Excerpted records:
- Opening Delimiter -
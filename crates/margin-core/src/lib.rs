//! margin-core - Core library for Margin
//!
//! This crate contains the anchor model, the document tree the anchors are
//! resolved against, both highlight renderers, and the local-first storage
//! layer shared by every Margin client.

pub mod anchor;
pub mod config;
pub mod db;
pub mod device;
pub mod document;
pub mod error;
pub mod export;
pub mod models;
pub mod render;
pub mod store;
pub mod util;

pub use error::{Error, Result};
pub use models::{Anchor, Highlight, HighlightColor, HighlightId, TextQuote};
- Closing Delimiter -
- Opening Delimiter -
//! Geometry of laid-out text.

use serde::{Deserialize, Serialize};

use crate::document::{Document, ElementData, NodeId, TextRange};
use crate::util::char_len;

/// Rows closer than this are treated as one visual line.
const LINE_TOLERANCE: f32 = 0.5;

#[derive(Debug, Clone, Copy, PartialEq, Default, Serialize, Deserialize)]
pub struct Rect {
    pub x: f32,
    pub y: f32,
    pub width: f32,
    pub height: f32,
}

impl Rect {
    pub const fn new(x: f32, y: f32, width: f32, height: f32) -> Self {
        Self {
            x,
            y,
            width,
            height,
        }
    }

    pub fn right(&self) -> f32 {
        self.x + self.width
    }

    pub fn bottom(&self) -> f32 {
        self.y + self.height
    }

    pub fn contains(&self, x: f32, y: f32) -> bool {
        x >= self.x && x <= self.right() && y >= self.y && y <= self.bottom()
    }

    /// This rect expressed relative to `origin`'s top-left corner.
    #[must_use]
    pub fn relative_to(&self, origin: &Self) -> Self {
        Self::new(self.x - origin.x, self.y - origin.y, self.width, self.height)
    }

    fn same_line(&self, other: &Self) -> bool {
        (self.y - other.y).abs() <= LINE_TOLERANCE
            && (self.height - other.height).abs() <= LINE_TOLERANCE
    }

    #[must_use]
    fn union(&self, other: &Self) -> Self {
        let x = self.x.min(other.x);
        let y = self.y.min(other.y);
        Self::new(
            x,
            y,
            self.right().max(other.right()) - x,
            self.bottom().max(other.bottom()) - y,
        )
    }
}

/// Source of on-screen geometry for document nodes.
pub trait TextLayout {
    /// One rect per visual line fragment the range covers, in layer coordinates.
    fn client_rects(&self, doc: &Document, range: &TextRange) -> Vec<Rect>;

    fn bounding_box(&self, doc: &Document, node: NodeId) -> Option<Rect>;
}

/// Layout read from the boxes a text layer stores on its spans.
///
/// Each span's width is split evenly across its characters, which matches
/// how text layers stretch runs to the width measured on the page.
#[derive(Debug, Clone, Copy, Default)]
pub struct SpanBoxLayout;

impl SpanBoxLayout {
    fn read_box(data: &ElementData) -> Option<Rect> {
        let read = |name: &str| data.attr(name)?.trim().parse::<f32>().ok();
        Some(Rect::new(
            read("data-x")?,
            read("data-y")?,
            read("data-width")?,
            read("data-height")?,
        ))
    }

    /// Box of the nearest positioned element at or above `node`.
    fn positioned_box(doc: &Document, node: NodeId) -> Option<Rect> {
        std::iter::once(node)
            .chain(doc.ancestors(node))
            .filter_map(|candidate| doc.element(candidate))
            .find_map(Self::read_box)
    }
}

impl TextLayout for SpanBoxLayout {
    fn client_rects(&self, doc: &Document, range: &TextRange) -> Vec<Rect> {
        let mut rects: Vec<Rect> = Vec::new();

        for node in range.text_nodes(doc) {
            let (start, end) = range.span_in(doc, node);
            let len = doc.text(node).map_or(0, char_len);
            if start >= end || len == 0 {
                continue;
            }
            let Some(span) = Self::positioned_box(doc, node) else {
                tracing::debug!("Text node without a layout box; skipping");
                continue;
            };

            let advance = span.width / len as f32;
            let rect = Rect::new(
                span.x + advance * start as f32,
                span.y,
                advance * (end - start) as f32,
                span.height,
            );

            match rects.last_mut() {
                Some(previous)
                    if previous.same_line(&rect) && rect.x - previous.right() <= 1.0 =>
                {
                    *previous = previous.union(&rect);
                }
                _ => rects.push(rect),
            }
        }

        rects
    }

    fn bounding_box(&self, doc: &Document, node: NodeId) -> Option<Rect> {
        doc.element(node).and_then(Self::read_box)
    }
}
- Closing Delimiter -
- Opening Delimiter -
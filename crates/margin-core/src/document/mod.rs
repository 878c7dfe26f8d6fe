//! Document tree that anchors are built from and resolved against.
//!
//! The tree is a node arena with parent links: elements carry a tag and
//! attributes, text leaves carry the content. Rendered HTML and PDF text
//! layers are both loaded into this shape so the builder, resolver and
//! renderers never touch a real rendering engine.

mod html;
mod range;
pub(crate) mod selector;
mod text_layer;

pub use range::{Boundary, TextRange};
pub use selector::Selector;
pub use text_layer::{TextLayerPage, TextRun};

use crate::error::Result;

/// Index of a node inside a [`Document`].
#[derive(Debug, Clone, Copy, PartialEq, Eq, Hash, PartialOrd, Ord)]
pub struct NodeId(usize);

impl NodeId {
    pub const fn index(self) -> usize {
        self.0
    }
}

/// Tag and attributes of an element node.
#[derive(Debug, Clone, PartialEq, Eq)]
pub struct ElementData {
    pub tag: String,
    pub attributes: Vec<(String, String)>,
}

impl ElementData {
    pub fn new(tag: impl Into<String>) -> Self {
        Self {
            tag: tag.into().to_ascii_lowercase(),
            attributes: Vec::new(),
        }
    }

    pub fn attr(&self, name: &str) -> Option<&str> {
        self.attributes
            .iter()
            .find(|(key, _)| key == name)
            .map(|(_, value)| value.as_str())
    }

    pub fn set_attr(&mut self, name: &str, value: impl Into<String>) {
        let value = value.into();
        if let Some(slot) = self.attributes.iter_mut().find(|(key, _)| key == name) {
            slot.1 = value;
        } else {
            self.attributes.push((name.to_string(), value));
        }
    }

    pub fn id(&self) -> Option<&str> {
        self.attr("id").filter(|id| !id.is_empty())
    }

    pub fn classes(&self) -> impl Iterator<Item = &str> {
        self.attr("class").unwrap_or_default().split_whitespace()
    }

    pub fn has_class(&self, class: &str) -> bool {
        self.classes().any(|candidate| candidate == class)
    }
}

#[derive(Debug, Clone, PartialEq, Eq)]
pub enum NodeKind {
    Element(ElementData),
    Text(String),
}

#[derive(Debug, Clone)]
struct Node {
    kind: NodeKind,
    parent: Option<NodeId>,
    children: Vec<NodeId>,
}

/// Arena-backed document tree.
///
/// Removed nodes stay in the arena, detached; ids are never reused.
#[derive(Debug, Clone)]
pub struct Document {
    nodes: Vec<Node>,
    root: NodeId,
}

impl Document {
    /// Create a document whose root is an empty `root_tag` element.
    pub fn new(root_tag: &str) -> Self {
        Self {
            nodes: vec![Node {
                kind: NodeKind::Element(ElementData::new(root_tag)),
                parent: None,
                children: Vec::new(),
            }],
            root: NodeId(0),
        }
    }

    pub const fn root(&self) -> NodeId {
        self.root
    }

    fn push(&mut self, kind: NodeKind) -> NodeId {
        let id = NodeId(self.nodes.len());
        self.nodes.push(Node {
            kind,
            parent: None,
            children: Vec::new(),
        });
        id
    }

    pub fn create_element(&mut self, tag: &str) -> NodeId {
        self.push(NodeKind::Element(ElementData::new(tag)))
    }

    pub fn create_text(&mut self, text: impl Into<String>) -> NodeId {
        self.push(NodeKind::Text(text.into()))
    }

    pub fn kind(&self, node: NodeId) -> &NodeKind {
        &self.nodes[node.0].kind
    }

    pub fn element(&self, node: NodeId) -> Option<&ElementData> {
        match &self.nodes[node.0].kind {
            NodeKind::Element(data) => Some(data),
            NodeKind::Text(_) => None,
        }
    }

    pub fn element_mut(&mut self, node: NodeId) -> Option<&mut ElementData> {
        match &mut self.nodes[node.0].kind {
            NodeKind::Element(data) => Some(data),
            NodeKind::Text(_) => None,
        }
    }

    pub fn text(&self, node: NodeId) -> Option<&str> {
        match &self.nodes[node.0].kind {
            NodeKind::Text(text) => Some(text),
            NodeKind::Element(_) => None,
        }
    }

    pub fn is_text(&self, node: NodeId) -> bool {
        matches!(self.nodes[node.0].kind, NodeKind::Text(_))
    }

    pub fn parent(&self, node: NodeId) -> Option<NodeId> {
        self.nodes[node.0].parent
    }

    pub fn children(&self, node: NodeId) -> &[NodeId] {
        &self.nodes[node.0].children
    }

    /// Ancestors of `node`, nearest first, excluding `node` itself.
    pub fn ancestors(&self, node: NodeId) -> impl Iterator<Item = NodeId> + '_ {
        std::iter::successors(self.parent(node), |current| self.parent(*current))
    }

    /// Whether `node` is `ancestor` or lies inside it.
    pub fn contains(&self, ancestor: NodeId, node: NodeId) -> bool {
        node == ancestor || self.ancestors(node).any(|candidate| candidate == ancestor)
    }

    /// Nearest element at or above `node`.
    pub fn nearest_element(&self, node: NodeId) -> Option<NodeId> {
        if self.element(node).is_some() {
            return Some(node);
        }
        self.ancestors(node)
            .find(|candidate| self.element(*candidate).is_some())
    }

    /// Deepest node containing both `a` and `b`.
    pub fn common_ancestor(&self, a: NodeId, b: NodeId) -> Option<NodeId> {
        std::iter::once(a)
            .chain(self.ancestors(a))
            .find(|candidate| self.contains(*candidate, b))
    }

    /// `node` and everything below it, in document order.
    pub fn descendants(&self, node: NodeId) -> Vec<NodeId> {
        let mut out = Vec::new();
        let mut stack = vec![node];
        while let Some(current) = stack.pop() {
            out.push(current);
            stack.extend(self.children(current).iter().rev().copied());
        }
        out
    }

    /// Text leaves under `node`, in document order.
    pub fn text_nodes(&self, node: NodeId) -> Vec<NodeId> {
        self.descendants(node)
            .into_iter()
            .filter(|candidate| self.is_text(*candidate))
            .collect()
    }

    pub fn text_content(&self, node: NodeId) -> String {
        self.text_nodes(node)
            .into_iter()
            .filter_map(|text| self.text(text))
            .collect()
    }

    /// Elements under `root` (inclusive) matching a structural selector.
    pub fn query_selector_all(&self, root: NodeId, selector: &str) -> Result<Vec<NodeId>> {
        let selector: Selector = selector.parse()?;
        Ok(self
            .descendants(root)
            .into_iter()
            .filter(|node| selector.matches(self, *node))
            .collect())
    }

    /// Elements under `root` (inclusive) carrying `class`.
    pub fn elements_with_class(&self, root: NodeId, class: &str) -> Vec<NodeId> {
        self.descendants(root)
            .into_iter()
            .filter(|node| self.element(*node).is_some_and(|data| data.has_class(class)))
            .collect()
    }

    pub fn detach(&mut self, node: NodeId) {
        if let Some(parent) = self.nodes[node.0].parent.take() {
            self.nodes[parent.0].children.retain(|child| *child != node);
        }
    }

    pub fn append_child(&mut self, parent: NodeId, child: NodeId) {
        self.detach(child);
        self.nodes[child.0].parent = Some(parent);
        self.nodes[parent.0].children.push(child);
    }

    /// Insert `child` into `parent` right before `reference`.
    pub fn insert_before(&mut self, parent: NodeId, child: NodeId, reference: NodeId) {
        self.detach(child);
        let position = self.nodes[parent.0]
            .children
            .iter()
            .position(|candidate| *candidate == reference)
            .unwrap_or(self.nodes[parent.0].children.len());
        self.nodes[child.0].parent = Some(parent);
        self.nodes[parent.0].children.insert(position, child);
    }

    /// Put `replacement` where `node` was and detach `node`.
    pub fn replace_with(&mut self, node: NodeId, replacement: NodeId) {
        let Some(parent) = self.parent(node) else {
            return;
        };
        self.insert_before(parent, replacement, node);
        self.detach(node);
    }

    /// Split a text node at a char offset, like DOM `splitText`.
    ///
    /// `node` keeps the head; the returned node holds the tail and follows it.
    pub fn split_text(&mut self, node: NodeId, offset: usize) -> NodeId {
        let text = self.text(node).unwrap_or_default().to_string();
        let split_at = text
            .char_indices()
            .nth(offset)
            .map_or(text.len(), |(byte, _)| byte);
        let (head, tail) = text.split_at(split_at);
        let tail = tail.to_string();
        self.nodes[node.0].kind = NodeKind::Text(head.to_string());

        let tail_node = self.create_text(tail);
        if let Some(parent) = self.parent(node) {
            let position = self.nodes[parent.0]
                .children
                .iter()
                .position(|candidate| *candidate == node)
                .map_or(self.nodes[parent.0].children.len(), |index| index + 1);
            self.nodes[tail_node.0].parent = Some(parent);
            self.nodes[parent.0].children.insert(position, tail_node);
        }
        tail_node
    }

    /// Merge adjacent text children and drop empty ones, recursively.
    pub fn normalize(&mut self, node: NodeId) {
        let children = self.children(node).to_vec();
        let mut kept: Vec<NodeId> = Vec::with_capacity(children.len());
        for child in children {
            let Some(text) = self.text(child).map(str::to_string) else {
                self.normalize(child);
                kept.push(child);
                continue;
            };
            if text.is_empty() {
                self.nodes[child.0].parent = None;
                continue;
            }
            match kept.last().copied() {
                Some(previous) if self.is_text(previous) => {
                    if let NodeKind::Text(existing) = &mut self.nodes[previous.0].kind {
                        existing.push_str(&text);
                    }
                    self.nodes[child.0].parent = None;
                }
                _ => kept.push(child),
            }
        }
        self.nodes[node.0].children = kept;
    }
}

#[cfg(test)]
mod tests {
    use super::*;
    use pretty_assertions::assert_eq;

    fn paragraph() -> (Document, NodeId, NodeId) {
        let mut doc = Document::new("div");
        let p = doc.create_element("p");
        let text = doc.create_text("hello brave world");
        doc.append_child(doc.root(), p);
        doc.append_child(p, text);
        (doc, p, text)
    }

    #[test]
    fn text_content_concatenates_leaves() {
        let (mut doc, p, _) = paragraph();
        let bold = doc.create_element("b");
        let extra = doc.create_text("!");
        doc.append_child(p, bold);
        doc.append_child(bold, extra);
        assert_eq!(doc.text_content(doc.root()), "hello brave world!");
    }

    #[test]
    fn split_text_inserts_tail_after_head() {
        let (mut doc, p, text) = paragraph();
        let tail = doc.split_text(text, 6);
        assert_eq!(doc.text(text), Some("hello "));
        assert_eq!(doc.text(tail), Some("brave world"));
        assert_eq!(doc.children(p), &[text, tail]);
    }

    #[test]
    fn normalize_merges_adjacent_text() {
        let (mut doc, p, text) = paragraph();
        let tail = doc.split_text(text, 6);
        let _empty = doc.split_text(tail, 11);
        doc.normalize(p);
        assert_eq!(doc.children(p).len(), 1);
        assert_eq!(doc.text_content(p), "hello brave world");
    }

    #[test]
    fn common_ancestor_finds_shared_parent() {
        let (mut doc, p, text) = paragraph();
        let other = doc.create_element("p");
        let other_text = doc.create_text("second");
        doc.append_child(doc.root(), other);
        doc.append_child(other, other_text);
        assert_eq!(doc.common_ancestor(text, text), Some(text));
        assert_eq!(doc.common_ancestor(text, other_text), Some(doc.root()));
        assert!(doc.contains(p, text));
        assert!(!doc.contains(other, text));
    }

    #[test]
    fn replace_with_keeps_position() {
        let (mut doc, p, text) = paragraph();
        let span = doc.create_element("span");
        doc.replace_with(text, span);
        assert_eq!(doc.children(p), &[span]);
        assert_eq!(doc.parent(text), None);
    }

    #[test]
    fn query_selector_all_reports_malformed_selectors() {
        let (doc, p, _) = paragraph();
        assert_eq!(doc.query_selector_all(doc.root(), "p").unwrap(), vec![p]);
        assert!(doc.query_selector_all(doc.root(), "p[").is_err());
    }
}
- Closing Delimiter -
Copy word for word the stretch of entries above from the line that has "Some(previous) if self.is_text(previous)" through the line that has "use pretty_assertions::assert_eq;", both ends included, and nothing outside it.

Solution to this exercise:
                Some(previous) if self.is_text(previous) => {
                    if let NodeKind::Text(existing) = &mut self.nodes[previous.0].kind {
                        existing.push_str(&text);
                    }
                    self.nodes[child.0].parent = None;
                }
                _ => kept.push(child),
            }
        }
        self.nodes[node.0].children = kept;
    }
}

#[cfg(test)]
mod tests {
    use super::*;
    use pretty_assertions::assert_eq;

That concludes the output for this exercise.